_WHAT THE EXERCISE ASKS:_
Retyping the records exactly, down to the last line, is the whole job.

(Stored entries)
+--

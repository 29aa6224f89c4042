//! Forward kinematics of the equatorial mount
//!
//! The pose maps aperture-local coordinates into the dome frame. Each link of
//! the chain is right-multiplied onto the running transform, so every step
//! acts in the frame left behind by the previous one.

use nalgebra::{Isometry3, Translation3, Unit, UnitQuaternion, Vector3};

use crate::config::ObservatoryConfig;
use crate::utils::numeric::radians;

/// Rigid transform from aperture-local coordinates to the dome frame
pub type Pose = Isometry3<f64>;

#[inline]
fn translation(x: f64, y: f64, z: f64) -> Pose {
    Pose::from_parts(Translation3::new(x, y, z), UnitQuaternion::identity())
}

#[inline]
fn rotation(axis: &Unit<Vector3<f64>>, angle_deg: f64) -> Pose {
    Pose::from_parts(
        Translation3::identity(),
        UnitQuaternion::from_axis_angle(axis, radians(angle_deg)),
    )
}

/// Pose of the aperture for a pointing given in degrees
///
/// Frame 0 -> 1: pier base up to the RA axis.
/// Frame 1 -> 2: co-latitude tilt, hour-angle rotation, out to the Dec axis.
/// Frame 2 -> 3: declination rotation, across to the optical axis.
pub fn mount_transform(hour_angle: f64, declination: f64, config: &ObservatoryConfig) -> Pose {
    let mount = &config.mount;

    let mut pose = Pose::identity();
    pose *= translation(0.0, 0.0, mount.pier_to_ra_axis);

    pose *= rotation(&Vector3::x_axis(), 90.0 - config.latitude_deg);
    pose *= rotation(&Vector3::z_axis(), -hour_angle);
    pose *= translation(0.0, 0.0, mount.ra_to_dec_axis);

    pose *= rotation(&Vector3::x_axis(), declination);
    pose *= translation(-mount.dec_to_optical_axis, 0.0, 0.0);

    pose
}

+--

_RESULT OF THIS EXERCISE:_
repository 29aa6224f89c4042
//! Forward kinematics of the equatorial mount
//!
//! The pose maps aperture-local coordinates into the dome frame. Each link of
//! the chain is right-multiplied onto the running transform, so every step
//! acts in the frame left behind by the previous one.

use nalgebra::{Isometry3, Translation3, Unit, UnitQuaternion, Vector3};

use crate::config::ObservatoryConfig;
use crate::utils::numeric::radians;

/// Rigid transform from aperture-local coordinates to the dome frame
pub type Pose = Isometry3<f64>;

#[inline]
fn translation(x: f64, y: f64, z: f64) -> Pose {
    Pose::from_parts(Translation3::new(x, y, z), UnitQuaternion::identity())
}

#[inline]
fn rotation(axis: &Unit<Vector3<f64>>, angle_deg: f64) -> Pose {
    Pose::from_parts(
        Translation3::identity(),
        UnitQuaternion::from_axis_angle(axis, radians(angle_deg)),
    )
}

/// Pose of the aperture for a pointing given in degrees
///
/// Frame 0 -> 1: pier base up to the RA axis.
/// Frame 1 -> 2: co-latitude tilt, hour-angle rotation, out to the Dec axis.
/// Frame 2 -> 3: declination rotation, across to the optical axis.
pub fn mount_transform(hour_angle: f64, declination: f64, config: &ObservatoryConfig) -> Pose {
    let mount = &config.mount;

    let mut pose = Pose::identity();
    pose *= translation(0.0, 0.0, mount.pier_to_ra_axis);

    pose *= rotation(&Vector3::x_axis(), 90.0 - config.latitude_deg);
    pose *= rotation(&Vector3::z_axis(), -hour_angle);
    pose *= translation(0.0, 0.0, mount.ra_to_dec_axis);

    pose *= rotation(&Vector3::x_axis(), declination);
    pose *= translation(-mount.dec_to_optical_axis, 0.0, 0.0);

    pose
}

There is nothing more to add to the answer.